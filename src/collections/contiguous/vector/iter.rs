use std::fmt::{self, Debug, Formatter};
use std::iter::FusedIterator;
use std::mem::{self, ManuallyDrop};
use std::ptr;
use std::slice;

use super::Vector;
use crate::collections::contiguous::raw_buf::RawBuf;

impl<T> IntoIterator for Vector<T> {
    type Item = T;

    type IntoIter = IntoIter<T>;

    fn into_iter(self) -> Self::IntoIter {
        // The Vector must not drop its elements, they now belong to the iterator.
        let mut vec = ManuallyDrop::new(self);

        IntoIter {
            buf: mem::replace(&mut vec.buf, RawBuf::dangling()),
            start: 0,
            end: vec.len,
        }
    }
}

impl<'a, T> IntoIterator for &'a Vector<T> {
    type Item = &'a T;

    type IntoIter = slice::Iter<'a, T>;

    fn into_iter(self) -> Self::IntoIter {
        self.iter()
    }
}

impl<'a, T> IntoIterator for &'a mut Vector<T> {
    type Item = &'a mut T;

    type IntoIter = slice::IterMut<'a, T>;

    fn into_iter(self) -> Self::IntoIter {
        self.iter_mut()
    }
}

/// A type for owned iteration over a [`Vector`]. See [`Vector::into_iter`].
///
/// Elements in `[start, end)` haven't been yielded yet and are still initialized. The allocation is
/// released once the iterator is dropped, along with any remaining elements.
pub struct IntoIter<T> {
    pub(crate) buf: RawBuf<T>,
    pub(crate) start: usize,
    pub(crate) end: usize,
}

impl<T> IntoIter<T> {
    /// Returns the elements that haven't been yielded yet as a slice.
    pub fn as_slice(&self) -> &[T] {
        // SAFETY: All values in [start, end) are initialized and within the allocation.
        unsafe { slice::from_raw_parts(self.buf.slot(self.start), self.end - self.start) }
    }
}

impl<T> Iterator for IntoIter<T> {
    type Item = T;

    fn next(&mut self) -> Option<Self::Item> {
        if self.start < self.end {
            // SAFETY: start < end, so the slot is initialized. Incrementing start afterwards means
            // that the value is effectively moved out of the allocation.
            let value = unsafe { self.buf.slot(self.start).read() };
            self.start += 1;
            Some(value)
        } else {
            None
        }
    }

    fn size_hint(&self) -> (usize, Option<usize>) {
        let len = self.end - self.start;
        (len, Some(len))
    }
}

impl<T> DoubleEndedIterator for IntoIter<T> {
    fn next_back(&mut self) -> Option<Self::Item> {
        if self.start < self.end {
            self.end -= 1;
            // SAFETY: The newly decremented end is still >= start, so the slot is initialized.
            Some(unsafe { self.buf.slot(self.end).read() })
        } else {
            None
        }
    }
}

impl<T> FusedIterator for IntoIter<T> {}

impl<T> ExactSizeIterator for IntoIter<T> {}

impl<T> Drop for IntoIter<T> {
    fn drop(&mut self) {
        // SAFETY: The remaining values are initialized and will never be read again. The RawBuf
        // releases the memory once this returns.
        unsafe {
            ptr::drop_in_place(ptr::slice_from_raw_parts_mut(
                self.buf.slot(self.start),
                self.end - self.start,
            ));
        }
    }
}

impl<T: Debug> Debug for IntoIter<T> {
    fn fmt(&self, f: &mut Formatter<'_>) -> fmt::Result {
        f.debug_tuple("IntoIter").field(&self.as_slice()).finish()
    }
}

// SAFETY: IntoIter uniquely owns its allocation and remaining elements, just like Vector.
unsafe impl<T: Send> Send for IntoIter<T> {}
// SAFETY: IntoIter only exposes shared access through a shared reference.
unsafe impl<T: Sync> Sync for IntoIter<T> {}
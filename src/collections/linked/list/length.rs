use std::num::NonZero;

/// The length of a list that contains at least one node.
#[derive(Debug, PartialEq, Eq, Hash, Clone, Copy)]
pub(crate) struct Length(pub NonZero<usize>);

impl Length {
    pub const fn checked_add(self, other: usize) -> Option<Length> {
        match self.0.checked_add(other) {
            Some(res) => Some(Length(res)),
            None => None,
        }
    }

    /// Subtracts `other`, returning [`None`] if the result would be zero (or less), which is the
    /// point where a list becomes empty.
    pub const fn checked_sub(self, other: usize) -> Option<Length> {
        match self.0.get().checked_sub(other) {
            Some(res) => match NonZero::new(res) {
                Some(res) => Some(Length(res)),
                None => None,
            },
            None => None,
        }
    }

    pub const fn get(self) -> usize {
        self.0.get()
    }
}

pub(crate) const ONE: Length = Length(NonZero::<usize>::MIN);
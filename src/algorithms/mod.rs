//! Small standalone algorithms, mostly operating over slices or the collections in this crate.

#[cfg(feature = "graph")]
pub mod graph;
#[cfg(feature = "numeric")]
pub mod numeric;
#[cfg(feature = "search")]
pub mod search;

■ ■ ■ ■

▶ [What to produce] Each line in the data that holds the string "once" needs to be copied.

▶ [Result of the task]
/// released once the iterator is dropped, along with any remaining elements.
        // releases the memory once this returns.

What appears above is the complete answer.